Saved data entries

***

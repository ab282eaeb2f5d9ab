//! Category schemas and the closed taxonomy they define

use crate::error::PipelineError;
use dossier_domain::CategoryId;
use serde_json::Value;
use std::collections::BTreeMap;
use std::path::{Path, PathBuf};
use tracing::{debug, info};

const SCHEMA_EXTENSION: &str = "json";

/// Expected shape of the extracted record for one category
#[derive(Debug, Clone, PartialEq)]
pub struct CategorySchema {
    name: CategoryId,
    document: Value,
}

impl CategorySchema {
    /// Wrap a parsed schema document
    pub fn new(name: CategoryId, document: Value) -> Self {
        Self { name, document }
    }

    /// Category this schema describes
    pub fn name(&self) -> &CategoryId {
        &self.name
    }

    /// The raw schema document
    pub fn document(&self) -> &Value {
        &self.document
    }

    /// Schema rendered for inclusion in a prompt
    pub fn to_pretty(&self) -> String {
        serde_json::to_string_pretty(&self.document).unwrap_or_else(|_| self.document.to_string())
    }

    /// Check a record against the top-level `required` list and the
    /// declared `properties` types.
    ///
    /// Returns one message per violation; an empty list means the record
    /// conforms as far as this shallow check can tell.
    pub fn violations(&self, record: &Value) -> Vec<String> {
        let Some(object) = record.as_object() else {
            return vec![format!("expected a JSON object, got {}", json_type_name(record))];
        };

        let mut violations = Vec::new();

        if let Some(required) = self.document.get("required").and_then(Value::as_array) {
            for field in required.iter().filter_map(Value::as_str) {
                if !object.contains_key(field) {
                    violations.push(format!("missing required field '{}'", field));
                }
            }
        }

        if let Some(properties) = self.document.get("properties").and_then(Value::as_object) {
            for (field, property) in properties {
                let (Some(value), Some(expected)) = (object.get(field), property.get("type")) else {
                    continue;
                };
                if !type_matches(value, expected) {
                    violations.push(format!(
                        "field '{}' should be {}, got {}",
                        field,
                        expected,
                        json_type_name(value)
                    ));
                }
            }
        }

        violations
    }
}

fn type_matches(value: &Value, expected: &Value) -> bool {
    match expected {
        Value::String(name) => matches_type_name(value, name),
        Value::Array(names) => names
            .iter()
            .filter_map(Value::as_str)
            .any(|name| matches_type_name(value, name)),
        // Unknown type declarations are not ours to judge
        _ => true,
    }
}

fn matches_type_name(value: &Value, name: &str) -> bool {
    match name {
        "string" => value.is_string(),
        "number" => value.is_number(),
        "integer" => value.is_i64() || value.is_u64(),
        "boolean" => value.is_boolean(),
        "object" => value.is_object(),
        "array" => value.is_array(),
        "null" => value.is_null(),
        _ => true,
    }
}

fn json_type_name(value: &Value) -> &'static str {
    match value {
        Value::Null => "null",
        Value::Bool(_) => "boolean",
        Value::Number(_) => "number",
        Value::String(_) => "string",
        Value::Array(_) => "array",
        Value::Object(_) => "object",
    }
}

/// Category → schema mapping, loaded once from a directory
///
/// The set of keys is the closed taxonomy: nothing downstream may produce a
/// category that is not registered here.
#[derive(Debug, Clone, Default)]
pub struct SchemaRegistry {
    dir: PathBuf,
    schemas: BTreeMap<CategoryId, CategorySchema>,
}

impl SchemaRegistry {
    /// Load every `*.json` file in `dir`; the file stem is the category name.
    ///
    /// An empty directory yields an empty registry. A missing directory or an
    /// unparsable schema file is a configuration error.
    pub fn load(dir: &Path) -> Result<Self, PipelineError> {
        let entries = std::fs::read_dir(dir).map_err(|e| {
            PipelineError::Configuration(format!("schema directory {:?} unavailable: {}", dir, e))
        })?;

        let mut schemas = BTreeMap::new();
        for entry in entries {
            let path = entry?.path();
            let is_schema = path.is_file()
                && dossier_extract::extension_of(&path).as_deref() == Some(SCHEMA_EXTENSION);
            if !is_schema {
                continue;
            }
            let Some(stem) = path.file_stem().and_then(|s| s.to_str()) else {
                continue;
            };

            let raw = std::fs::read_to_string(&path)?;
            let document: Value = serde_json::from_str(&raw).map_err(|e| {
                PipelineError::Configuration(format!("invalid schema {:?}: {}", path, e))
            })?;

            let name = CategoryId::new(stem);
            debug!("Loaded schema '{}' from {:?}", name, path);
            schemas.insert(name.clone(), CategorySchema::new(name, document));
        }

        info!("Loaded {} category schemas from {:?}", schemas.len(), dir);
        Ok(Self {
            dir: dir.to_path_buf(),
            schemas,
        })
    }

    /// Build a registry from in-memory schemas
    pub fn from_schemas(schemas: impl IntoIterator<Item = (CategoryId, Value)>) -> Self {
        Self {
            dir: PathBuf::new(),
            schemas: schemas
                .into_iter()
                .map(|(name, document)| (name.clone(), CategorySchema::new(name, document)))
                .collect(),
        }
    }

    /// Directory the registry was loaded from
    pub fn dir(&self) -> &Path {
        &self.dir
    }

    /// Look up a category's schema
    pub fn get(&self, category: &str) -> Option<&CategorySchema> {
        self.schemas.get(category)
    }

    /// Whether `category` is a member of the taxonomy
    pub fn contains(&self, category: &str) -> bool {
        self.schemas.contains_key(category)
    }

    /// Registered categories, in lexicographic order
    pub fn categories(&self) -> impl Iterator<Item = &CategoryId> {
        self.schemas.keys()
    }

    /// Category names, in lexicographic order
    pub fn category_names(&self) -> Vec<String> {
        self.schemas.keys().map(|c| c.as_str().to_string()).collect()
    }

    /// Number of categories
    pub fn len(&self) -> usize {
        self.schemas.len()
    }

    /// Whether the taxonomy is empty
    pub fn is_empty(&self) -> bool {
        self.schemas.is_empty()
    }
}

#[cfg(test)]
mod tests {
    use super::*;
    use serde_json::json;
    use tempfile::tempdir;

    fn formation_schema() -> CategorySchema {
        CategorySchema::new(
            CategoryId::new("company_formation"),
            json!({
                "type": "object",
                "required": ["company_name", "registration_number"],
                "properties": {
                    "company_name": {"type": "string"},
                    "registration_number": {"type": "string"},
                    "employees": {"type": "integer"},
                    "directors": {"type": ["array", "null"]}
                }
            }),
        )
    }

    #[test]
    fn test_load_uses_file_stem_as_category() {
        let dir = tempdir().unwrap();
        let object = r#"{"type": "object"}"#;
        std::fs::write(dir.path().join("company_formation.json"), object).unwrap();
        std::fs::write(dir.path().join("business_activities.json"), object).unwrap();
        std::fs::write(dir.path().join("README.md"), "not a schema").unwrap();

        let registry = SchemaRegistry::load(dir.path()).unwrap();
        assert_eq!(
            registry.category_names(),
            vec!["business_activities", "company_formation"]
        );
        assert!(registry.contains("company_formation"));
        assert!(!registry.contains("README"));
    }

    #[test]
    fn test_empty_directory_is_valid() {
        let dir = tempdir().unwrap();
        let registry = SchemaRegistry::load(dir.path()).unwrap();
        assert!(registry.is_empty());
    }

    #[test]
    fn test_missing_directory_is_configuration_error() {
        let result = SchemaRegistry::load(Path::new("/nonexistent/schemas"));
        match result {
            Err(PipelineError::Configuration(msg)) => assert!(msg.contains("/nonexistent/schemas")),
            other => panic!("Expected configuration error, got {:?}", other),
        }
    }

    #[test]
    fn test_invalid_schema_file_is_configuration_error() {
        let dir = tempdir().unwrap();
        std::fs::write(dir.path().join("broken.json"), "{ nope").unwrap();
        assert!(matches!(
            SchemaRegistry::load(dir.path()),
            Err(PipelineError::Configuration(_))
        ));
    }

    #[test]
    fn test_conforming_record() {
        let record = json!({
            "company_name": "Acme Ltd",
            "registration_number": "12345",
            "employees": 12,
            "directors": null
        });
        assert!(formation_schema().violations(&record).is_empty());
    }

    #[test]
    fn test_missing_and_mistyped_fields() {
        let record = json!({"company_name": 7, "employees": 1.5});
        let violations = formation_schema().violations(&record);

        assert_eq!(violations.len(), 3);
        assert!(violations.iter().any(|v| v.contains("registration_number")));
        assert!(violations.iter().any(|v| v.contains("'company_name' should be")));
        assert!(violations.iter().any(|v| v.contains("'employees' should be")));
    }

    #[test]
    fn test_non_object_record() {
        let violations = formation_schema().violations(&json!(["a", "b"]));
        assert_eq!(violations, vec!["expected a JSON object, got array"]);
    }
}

***

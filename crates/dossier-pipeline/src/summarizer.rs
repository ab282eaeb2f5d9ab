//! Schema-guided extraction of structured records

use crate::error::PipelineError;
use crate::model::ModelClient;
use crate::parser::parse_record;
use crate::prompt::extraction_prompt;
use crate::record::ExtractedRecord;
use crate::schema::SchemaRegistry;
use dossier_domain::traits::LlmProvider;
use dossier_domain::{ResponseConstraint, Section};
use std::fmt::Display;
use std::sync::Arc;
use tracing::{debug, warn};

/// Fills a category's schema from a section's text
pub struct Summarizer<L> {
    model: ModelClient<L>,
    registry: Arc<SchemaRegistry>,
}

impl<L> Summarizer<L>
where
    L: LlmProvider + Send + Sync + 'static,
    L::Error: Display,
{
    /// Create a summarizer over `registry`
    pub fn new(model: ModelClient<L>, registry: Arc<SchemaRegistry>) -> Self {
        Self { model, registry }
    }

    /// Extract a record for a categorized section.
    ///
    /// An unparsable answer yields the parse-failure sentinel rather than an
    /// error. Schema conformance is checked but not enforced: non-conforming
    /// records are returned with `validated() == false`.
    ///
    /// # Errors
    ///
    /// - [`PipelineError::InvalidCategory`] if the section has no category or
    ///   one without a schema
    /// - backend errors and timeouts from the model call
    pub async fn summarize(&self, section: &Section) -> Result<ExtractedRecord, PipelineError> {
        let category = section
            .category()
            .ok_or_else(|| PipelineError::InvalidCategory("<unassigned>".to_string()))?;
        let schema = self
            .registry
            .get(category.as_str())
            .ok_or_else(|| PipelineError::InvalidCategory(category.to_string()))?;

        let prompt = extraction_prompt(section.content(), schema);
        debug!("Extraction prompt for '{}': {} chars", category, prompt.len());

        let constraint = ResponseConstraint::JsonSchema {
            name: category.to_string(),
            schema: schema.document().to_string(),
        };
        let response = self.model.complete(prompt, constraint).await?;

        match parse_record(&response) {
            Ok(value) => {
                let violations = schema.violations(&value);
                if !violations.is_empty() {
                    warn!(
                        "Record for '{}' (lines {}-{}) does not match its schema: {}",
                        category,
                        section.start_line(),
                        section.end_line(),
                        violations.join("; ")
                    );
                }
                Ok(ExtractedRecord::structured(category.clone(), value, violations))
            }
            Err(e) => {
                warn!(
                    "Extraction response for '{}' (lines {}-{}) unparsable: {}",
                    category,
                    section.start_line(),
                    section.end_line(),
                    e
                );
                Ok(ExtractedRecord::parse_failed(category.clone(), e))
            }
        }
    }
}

***

TASK TO COMPLETE: An exact copy of the lines above, from the one containing "use std::collections::BTreeMap;" through the one containing "in a prompt", is the whole of the answer.

SOLUTION TO THIS EXERCISE:
use std::collections::BTreeMap;
use std::path::{Path, PathBuf};
use tracing::{debug, info};

const SCHEMA_EXTENSION: &str = "json";

/// Expected shape of the extracted record for one category
#[derive(Debug, Clone, PartialEq)]
pub struct CategorySchema {
    name: CategoryId,
    document: Value,
}

impl CategorySchema {
    /// Wrap a parsed schema document
    pub fn new(name: CategoryId, document: Value) -> Self {
        Self { name, document }
    }

    /// Category this schema describes
    pub fn name(&self) -> &CategoryId {
        &self.name
    }

    /// The raw schema document
    pub fn document(&self) -> &Value {
        &self.document
    }

    /// Schema rendered for inclusion in a prompt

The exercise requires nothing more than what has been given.